THE PROBLEM: Your output should be the entries below, from the first line up to and including the line with "job file can", reproduced exactly and with no other lines.

EXCERPTED DATA:
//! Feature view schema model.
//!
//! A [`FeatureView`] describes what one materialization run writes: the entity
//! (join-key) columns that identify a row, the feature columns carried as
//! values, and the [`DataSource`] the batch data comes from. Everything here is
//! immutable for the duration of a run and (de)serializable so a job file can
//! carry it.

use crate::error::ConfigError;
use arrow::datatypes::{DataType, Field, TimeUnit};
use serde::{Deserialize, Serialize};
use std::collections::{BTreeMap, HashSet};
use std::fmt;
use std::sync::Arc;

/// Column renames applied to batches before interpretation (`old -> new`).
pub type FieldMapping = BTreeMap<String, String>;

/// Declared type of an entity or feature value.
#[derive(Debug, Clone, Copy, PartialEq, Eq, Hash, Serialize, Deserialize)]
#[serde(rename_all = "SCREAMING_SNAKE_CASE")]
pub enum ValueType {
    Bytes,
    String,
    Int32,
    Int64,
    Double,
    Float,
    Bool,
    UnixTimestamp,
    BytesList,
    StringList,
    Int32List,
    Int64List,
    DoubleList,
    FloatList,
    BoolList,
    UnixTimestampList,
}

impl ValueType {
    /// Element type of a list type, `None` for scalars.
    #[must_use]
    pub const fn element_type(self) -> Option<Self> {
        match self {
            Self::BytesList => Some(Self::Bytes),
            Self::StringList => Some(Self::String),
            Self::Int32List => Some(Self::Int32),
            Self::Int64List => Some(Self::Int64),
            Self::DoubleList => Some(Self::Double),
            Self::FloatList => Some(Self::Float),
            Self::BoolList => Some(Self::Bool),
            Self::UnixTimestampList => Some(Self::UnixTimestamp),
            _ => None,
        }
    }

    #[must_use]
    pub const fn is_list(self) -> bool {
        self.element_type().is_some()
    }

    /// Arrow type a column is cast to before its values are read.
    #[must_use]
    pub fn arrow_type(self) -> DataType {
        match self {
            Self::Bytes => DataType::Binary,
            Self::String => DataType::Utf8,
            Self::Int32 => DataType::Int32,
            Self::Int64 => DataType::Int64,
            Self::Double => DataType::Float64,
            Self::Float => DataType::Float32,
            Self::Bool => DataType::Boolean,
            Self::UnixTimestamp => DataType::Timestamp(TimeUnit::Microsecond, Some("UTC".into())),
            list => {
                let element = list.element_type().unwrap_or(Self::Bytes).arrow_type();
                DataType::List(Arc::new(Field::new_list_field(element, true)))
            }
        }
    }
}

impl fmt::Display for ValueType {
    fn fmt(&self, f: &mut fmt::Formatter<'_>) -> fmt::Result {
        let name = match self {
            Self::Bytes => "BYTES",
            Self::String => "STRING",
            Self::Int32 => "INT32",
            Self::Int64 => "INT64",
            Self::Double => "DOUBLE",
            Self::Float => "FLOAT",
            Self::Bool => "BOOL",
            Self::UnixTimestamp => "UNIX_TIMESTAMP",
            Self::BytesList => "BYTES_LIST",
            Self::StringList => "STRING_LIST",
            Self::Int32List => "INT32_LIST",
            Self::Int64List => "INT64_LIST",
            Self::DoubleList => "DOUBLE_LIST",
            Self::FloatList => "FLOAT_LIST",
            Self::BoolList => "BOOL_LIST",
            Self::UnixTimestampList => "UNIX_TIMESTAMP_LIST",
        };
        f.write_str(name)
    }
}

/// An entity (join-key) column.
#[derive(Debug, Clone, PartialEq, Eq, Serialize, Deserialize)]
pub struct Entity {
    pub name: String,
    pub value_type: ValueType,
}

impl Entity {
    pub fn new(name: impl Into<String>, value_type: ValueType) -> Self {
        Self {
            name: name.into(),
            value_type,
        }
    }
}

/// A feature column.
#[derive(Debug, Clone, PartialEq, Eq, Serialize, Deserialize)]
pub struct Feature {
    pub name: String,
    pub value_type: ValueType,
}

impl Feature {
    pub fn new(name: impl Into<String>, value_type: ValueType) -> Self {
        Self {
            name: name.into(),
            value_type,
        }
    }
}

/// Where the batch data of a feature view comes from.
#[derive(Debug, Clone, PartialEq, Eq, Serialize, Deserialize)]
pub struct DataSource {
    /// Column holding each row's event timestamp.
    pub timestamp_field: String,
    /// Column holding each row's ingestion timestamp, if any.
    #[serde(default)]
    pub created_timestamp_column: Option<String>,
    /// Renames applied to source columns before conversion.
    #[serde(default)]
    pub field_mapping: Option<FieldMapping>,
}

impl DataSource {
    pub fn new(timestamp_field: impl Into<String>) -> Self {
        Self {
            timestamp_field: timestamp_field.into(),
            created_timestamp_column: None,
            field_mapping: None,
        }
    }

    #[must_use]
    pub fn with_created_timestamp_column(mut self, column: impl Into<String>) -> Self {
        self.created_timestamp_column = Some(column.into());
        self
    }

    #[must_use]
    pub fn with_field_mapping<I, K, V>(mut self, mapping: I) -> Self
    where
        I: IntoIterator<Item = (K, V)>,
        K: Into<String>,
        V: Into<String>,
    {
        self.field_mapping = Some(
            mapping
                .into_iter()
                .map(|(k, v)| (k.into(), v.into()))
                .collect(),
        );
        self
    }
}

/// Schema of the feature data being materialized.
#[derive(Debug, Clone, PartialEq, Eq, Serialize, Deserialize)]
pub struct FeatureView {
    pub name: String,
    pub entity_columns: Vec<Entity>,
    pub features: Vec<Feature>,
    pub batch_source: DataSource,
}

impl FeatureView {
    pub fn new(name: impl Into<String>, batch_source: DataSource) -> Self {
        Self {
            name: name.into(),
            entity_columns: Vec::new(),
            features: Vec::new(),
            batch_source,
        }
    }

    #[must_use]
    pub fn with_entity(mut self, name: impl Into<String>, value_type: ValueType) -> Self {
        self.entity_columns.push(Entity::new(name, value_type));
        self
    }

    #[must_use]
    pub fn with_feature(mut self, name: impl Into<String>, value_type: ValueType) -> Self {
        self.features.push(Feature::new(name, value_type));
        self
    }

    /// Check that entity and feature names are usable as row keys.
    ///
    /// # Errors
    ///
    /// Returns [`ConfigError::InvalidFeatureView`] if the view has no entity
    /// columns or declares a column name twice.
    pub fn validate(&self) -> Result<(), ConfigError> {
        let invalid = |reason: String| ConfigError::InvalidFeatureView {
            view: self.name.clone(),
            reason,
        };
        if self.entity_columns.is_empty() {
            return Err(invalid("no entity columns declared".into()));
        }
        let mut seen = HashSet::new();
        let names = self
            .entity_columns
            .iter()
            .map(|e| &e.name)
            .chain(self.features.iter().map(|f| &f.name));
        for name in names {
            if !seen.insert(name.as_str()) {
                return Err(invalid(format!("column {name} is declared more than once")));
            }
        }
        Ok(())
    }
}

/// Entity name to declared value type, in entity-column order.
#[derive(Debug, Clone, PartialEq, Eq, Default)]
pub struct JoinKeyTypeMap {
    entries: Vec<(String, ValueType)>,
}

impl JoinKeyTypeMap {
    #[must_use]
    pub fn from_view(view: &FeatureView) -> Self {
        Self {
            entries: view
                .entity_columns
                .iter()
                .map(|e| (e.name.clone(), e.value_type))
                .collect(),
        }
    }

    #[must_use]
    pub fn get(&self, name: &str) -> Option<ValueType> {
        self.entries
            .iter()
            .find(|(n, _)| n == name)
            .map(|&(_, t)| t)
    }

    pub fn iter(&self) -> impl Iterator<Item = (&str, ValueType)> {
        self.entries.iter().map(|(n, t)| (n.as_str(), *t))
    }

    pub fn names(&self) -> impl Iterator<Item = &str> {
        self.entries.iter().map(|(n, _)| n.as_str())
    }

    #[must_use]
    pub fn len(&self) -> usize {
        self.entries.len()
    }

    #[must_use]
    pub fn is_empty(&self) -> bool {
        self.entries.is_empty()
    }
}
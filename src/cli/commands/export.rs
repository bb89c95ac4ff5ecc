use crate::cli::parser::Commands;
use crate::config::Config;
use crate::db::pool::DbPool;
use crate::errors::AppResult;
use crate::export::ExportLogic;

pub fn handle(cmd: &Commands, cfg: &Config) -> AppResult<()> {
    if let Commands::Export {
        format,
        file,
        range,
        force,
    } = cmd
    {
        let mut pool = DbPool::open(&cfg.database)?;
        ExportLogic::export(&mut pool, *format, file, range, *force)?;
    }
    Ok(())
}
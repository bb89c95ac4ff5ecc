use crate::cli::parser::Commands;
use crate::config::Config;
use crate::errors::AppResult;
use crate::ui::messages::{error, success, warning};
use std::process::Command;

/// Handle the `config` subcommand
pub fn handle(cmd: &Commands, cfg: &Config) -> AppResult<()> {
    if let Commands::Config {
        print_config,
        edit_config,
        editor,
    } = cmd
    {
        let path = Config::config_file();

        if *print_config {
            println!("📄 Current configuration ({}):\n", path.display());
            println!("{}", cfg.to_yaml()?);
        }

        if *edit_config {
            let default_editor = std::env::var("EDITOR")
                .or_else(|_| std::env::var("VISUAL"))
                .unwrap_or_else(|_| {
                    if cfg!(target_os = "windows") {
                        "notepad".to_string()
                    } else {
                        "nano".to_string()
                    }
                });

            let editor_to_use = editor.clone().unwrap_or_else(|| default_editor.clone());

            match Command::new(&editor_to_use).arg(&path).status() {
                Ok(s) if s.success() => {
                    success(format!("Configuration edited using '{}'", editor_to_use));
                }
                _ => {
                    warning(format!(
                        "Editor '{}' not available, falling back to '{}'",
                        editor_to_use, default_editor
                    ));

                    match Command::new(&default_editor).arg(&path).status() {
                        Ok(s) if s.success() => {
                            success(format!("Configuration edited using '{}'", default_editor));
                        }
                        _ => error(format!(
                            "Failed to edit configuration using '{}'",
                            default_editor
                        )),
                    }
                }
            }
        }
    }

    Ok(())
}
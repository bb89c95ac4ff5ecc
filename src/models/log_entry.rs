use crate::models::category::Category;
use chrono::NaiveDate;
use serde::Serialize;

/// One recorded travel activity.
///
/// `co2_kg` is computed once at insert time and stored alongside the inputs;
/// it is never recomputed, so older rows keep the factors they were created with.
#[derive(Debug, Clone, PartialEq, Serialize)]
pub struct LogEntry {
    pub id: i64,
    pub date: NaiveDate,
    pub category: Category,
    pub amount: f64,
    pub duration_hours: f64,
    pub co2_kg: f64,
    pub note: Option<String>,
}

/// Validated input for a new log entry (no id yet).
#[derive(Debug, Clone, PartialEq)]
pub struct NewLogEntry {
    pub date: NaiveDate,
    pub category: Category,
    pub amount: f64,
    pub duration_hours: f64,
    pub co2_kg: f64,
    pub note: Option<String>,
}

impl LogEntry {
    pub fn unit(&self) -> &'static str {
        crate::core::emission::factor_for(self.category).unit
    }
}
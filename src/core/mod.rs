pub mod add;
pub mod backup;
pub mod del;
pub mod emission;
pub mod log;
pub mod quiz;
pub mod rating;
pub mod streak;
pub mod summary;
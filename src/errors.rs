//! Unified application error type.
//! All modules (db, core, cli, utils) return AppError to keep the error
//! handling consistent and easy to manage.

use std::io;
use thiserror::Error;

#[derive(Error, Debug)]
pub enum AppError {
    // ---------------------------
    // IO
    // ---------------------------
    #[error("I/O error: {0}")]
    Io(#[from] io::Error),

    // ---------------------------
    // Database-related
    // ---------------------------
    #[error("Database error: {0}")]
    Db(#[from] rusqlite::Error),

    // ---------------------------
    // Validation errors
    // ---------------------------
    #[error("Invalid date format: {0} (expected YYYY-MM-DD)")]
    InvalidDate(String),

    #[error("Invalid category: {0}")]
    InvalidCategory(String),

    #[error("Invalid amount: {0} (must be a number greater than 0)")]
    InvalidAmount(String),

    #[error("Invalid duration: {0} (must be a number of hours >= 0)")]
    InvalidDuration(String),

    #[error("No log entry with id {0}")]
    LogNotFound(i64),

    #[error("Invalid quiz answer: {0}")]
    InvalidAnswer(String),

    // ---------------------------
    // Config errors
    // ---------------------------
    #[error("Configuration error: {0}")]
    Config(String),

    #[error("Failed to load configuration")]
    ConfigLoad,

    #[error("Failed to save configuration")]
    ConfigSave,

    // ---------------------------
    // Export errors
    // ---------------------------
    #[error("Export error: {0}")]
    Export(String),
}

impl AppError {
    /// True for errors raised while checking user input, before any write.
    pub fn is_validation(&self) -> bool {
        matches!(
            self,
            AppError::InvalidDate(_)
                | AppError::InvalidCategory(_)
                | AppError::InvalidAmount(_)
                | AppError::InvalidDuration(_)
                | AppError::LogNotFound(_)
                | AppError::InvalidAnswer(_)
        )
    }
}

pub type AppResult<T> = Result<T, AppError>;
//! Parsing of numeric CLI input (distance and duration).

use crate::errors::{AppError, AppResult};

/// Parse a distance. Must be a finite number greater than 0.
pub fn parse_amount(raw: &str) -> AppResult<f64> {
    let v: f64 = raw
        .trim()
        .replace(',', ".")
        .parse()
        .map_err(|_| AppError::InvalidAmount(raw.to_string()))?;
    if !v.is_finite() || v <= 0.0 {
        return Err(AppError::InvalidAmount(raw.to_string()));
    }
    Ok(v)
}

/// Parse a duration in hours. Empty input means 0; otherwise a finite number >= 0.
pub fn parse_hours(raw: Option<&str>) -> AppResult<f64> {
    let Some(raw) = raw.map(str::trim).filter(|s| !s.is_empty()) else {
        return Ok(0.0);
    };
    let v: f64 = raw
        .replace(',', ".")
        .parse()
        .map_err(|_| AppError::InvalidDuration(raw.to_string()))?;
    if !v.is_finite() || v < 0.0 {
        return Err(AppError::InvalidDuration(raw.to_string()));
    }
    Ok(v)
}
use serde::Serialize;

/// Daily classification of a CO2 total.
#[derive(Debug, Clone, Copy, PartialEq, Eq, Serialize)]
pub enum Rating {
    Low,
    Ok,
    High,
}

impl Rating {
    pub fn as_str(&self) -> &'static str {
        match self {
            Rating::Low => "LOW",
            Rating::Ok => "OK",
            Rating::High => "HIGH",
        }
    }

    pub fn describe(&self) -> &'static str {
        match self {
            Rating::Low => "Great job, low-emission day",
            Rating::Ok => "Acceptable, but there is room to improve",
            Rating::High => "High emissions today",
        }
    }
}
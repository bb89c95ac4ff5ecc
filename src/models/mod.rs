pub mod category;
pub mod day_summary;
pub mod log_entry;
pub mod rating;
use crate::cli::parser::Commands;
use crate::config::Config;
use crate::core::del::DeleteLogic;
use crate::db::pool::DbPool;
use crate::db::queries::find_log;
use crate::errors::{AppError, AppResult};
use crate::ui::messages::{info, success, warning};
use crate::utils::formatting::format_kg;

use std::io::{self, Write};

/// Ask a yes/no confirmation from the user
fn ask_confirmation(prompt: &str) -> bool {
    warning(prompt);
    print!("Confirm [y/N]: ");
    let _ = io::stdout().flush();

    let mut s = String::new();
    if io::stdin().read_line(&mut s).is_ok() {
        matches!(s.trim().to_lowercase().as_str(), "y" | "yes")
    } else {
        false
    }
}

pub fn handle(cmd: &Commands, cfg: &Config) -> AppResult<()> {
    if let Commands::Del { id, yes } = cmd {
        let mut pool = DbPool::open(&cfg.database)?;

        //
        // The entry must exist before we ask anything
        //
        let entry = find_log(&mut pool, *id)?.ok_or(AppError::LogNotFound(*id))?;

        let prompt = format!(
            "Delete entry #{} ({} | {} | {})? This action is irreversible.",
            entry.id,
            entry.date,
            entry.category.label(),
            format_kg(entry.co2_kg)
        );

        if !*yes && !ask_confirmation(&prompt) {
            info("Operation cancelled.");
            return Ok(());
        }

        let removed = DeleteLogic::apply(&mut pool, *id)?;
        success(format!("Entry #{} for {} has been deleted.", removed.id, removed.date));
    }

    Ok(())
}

WRITTEN SOLUTION:
//! Feature view schema model.
//!
//! A [`FeatureView`] describes what one materialization run writes: the entity
//! (join-key) columns that identify a row, the feature columns carried as
//! values, and the [`DataSource`] the batch data comes from. Everything here is
//! immutable for the duration of a run and (de)serializable so a job file can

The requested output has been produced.